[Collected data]

[Start of section]

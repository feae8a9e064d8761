//! Hunk maps for every CHD version, parsed into one entry model.

use crate::bitstream::BitReader;
use crate::error::Result;
use crate::header::{Header, V1, V2, V3, V4};
use crate::huffman::Huffman;
use crate::utils::*;
use crate::R;
use log::debug;
use std::fmt;

// V1/V2: 44-bit offset, 20-bit length
const V1_MAP_ENTRY_SIZE: usize = 8;
const V1_OFFSET_MASK: u64 = (1 << 44) - 1;

// V3/V4: offset, crc32, length, flags
const V34_MAP_ENTRY_SIZE: usize = 16;
const V34_MAP_ENTRY_FLAG_TYPE_MASK: u8 = 0x0f;
const V34_MAP_ENTRY_FLAG_NO_CRC: u8 = 0x10;
const V34_MAP_ENTRY_TYPE_COMPRESSED: u8 = 1;
const V34_MAP_ENTRY_TYPE_UNCOMPRESSED: u8 = 2;
const V34_MAP_ENTRY_TYPE_MINI: u8 = 3;
const V34_MAP_ENTRY_TYPE_SELF_HUNK: u8 = 4;
const V34_MAP_ENTRY_TYPE_PARENT_HUNK: u8 = 5;

// V5 uncompressed map: hunk index in units of hunkbytes
const V5_RAW_MAP_ENTRY_SIZE: usize = 4;

// V5 compressed map
const V5_MAP_HEADER_SIZE: usize = 16;
const V5_MAP_ENTRY_SIZE: usize = 12;
const COMPRESSION_TYPE_0: u8 = 0;
const COMPRESSION_TYPE_3: u8 = 3;
const COMPRESSION_NONE: u8 = 4;
const COMPRESSION_SELF: u8 = 5;
const COMPRESSION_PARENT: u8 = 6;
const COMPRESSION_RLE_SMALL: u32 = 7;
const COMPRESSION_RLE_LARGE: u32 = 8;
const COMPRESSION_SELF_0: u8 = 9;
const COMPRESSION_SELF_1: u8 = 10;
const COMPRESSION_PARENT_SELF: u8 = 11;
const COMPRESSION_PARENT_0: u8 = 12;
const COMPRESSION_PARENT_1: u8 = 13;

#[derive(Clone, Copy, Debug, PartialEq, Eq)]
pub enum HunkKind {
    /// Compressed with the codec in the given slot. Legacy files have one slot.
    Compressed(u8),
    Uncompressed,
    /// The offset field is the data: 8 bytes repeated over the hunk.
    Mini,
    /// Same data as the hunk whose index is in the offset field.
    SelfRef,
    /// Same data as the parent file at the offset field (units for V5).
    Parent,
    /// Never written; reads as zeroes.
    Zero,
    /// Unknown V3/V4 entry type. Only the hunk itself fails to read.
    Invalid(u8),
}

#[derive(Clone, Copy, Debug, PartialEq, Eq)]
pub enum Crc {
    Crc16(u16),
    Crc32(u32),
}

#[derive(Clone, Copy, Debug, PartialEq, Eq)]
pub struct MapEntry {
    pub kind: HunkKind,
    pub offset: u64,
    pub length: u32,
    pub crc: Option<Crc>,
    pub flags: u8, // raw V3/V4 flag byte, 0 elsewhere
}

impl MapEntry {
    fn new(kind: HunkKind, offset: u64, length: u32) -> Self {
        Self {
            kind,
            offset,
            length,
            crc: None,
            flags: 0,
        }
    }
}

impl fmt::Display for MapEntry {
    fn fmt(&self, f: &mut fmt::Formatter) -> fmt::Result {
        match self.kind {
            HunkKind::Compressed(slot) => write!(
                f,
                "compressed({}) offset {} length {}",
                slot, self.offset, self.length
            ),
            HunkKind::Uncompressed => write!(f, "uncompressed offset {}", self.offset),
            HunkKind::Mini => write!(f, "mini {:016x}", self.offset),
            HunkKind::SelfRef => write!(f, "self hunk {}", self.offset),
            HunkKind::Parent => write!(f, "parent offset {}", self.offset),
            HunkKind::Zero => write!(f, "zero"),
            HunkKind::Invalid(x) => write!(f, "invalid type {}", x),
        }
    }
}

#[derive(Debug)]
pub struct Map {
    entries: Vec<MapEntry>,
}

impl Map {
    pub fn read<T: R>(io: &mut T, header: &Header, filesize: u64) -> Result<Self> {
        let hunkcount = header.hunkcount as usize;
        let entries = match header.version {
            V1 | V2 => {
                let data = read_map_bytes(io, header, filesize, hunkcount * V1_MAP_ENTRY_SIZE)?;
                parse_v1_map(&data, header.hunkbytes)?
            }
            V3 | V4 => {
                let data = read_map_bytes(io, header, filesize, hunkcount * V34_MAP_ENTRY_SIZE)?;
                parse_v3_map(&data)
            }
            _ if !header.is_compressed() => {
                let data =
                    read_map_bytes(io, header, filesize, hunkcount * V5_RAW_MAP_ENTRY_SIZE)?;
                parse_v5_raw_map(&data, header.hunkbytes)
            }
            _ => {
                let rawmap = read_v5_compressed_map(io, header, filesize)?;
                parse_v5_map(&rawmap)?
            }
        };
        debug!("map: {} entries", entries.len());
        Ok(Self { entries })
    }

    pub fn len(&self) -> usize {
        self.entries.len()
    }

    pub fn is_empty(&self) -> bool {
        self.entries.is_empty()
    }

    pub fn get(&self, hunknum: u32) -> Option<&MapEntry> {
        self.entries.get(hunknum as usize)
    }
}

impl From<Vec<MapEntry>> for Map {
    fn from(entries: Vec<MapEntry>) -> Self {
        Self { entries }
    }
}

fn read_map_bytes<T: R>(io: &mut T, header: &Header, filesize: u64, len: usize) -> Result<Vec<u8>> {
    let end = header.mapoffset.checked_add(len as u64);
    if end.map_or(true, |end| end > filesize) {
        return Err(invalid_data(format!(
            "map: {} bytes at offset {} exceed file size {}",
            len, header.mapoffset, filesize
        )));
    }
    let mut data = alloc_buffer(len)?;
    io.read_at(header.mapoffset, &mut data)?;
    Ok(data)
}

pub fn parse_v1_map(data: &[u8], hunkbytes: u32) -> Result<Vec<MapEntry>> {
    let entries = data
        .chunks_exact(V1_MAP_ENTRY_SIZE)
        .map(|raw| {
            let value = read_be64(raw);
            let offset = value & V1_OFFSET_MASK;
            let length = (value >> 44) as u32;
            let kind = if length == hunkbytes {
                HunkKind::Uncompressed
            } else {
                HunkKind::Compressed(0)
            };
            MapEntry::new(kind, offset, length)
        })
        .collect();
    Ok(entries)
}

pub fn parse_v3_map(data: &[u8]) -> Vec<MapEntry> {
    let mut entries = Vec::with_capacity(data.len() / V34_MAP_ENTRY_SIZE);
    for raw in data.chunks_exact(V34_MAP_ENTRY_SIZE) {
        let offset = read_be64(&raw[0..8]);
        let crc = read_be32(&raw[8..12]);
        let length = read_be16(&raw[12..14]) as u32 | (raw[14] as u32) << 16;
        let flags = raw[15];
        let kind = match flags & V34_MAP_ENTRY_FLAG_TYPE_MASK {
            V34_MAP_ENTRY_TYPE_COMPRESSED => HunkKind::Compressed(0),
            V34_MAP_ENTRY_TYPE_UNCOMPRESSED => HunkKind::Uncompressed,
            V34_MAP_ENTRY_TYPE_MINI => HunkKind::Mini,
            V34_MAP_ENTRY_TYPE_SELF_HUNK => HunkKind::SelfRef,
            V34_MAP_ENTRY_TYPE_PARENT_HUNK => HunkKind::Parent,
            x => HunkKind::Invalid(x),
        };
        let mut entry = MapEntry::new(kind, offset, length);
        entry.flags = flags;
        if flags & V34_MAP_ENTRY_FLAG_NO_CRC == 0 {
            entry.crc = Some(Crc::Crc32(crc));
        }
        entries.push(entry);
    }
    entries
}

pub fn parse_v5_raw_map(data: &[u8], hunkbytes: u32) -> Vec<MapEntry> {
    data.chunks_exact(V5_RAW_MAP_ENTRY_SIZE)
        .map(|raw| match read_be32(raw) as u64 {
            0 => MapEntry::new(HunkKind::Zero, 0, hunkbytes),
            index => MapEntry::new(HunkKind::Uncompressed, index * hunkbytes as u64, hunkbytes),
        })
        .collect()
}

/// Converts a decoded V5 map (12 bytes per hunk) into entries.
pub fn parse_v5_map(rawmap: &[u8]) -> Result<Vec<MapEntry>> {
    let mut entries = Vec::with_capacity(rawmap.len() / V5_MAP_ENTRY_SIZE);
    for (hunknum, raw) in rawmap.chunks_exact(V5_MAP_ENTRY_SIZE).enumerate() {
        let length = read_be24(&raw[1..4]);
        let offset = read_be48(&raw[4..10]);
        let crc = Some(Crc::Crc16(read_be16(&raw[10..12])));
        let entry = match raw[0] {
            slot @ COMPRESSION_TYPE_0..=COMPRESSION_TYPE_3 => MapEntry {
                crc,
                ..MapEntry::new(HunkKind::Compressed(slot), offset, length)
            },
            COMPRESSION_NONE => MapEntry {
                crc,
                ..MapEntry::new(HunkKind::Uncompressed, offset, length)
            },
            COMPRESSION_SELF => MapEntry::new(HunkKind::SelfRef, offset, 0),
            COMPRESSION_PARENT => MapEntry::new(HunkKind::Parent, offset, 0),
            x => {
                return Err(invalid_data(format!(
                    "map: hunk {} has invalid type {}",
                    hunknum, x
                )))
            }
        };
        entries.push(entry);
    }
    Ok(entries)
}

fn read_v5_compressed_map<T: R>(io: &mut T, header: &Header, filesize: u64) -> Result<Vec<u8>> {
    let mut head = [0u8; V5_MAP_HEADER_SIZE];
    let data_start = header.mapoffset + V5_MAP_HEADER_SIZE as u64;
    if data_start > filesize {
        return Err(invalid_data(format!(
            "map: header at offset {} is past the end of file",
            header.mapoffset
        )));
    }
    io.read_at(header.mapoffset, &mut head)?;
    let mapbytes = read_be32(&head[0..4]) as u64;
    if data_start + mapbytes > filesize {
        return Err(invalid_data(format!(
            "map: {} compressed bytes at offset {} exceed file size {}",
            mapbytes, data_start, filesize
        )));
    }

    let mut blob = alloc_buffer(V5_MAP_HEADER_SIZE + mapbytes as usize)?;
    blob[..V5_MAP_HEADER_SIZE].copy_from_slice(&head);
    io.read_at(data_start, &mut blob[V5_MAP_HEADER_SIZE..])?;
    decompress_v5_map(&blob, header)
}

/// Decodes a V5 compressed map (16-byte header followed by the bitstream)
/// into 12 bytes per hunk: type, be24 length, be48 offset, be16 crc.
pub fn decompress_v5_map(blob: &[u8], header: &Header) -> Result<Vec<u8>> {
    if blob.len() < V5_MAP_HEADER_SIZE {
        return Err(invalid_data_str("map: compressed map header is truncated"));
    }
    let firstoffs = read_be48(&blob[4..10]);
    let mapcrc = read_be16(&blob[10..12]);
    let lengthbits = blob[12] as u32;
    let selfbits = blob[13] as u32;
    let parentbits = blob[14] as u32;
    if lengthbits > 32 || selfbits > 32 || parentbits > 32 {
        return Err(invalid_data(format!(
            "map: invalid field widths {}/{}/{}",
            lengthbits, selfbits, parentbits
        )));
    }
    debug!(
        "map: compressed, first offset {}, field widths {}/{}/{}",
        firstoffs, lengthbits, selfbits, parentbits
    );

    let hunkcount = header.hunkcount as usize;
    let mut rawmap = alloc_buffer(hunkcount * V5_MAP_ENTRY_SIZE)?;
    let mut bitbuf = BitReader::new(&blob[V5_MAP_HEADER_SIZE..]);

    // first pass: compression types
    let mut decoder = Huffman::new(16, 8);
    decoder.import_tree_rle(&mut bitbuf)?;
    let mut repcount = 0u32;
    let mut lastcomp = 0u8;
    for entry in rawmap.chunks_exact_mut(V5_MAP_ENTRY_SIZE) {
        if repcount > 0 {
            entry[0] = lastcomp;
            repcount -= 1;
            continue;
        }
        match decoder.decode_one(&mut bitbuf)? {
            COMPRESSION_RLE_SMALL => {
                entry[0] = lastcomp;
                repcount = 2 + decoder.decode_one(&mut bitbuf)?;
            }
            COMPRESSION_RLE_LARGE => {
                entry[0] = lastcomp;
                repcount = 2 + 16 + (decoder.decode_one(&mut bitbuf)? << 4);
                repcount += decoder.decode_one(&mut bitbuf)?;
            }
            val => {
                lastcomp = val as u8;
                entry[0] = lastcomp;
            }
        }
    }

    // second pass: lengths, offsets and crcs
    let hunkbytes = header.hunkbytes;
    let units_per_hunk = (header.hunkbytes / header.unitbytes) as u64;
    let mut curoffset = firstoffs;
    let mut last_self = 0u64;
    let mut last_parent = 0u64;
    for (hunknum, entry) in rawmap.chunks_exact_mut(V5_MAP_ENTRY_SIZE).enumerate() {
        let mut offset = curoffset;
        let mut length = 0u32;
        let mut crc = 0u16;
        match entry[0] {
            COMPRESSION_TYPE_0..=COMPRESSION_TYPE_3 => {
                length = bitbuf.read(lengthbits);
                curoffset += length as u64;
                crc = bitbuf.read(16) as u16;
            }
            COMPRESSION_NONE => {
                length = hunkbytes;
                curoffset += length as u64;
                crc = bitbuf.read(16) as u16;
            }
            COMPRESSION_SELF => {
                last_self = bitbuf.read(selfbits) as u64;
                offset = last_self;
            }
            COMPRESSION_PARENT => {
                offset = bitbuf.read(parentbits) as u64;
                last_parent = offset;
            }
            COMPRESSION_SELF_1 | COMPRESSION_SELF_0 => {
                if entry[0] == COMPRESSION_SELF_1 {
                    last_self += 1;
                }
                entry[0] = COMPRESSION_SELF;
                offset = last_self;
            }
            COMPRESSION_PARENT_SELF => {
                entry[0] = COMPRESSION_PARENT;
                offset = hunknum as u64 * units_per_hunk;
                last_parent = offset;
            }
            COMPRESSION_PARENT_1 | COMPRESSION_PARENT_0 => {
                if entry[0] == COMPRESSION_PARENT_1 {
                    last_parent += units_per_hunk;
                }
                entry[0] = COMPRESSION_PARENT;
                offset = last_parent;
            }
            x => {
                return Err(invalid_data(format!(
                    "map: hunk {} has invalid type {}",
                    hunknum, x
                )))
            }
        }
        write_be24(&mut entry[1..4], length);
        write_be48(&mut entry[4..10], offset);
        write_be16(&mut entry[10..12], crc);
    }

    if bitbuf.overflow() {
        return Err(invalid_data_str("map: compressed map is truncated"));
    }
    let crc = crc16(&rawmap);
    if crc != mapcrc {
        return Err(decompression_error(format!(
            "map: crc {:04x} doesn't match {:04x}",
            crc, mapcrc
        )));
    }
    Ok(rawmap)
}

[End of section]

__Task directions__.
Working from the entries above, filter out every line that lacks "rawmap" and copy what remains.

__Answer box__.
                let rawmap = read_v5_compressed_map(io, header, filesize)?;
                parse_v5_map(&rawmap)?
pub fn parse_v5_map(rawmap: &[u8]) -> Result<Vec<MapEntry>> {
    let mut entries = Vec::with_capacity(rawmap.len() / V5_MAP_ENTRY_SIZE);
    for (hunknum, raw) in rawmap.chunks_exact(V5_MAP_ENTRY_SIZE).enumerate() {
    let mut rawmap = alloc_buffer(hunkcount * V5_MAP_ENTRY_SIZE)?;
    for entry in rawmap.chunks_exact_mut(V5_MAP_ENTRY_SIZE) {
    for (hunknum, entry) in rawmap.chunks_exact_mut(V5_MAP_ENTRY_SIZE).enumerate() {
    let crc = crc16(&rawmap);
    Ok(rawmap)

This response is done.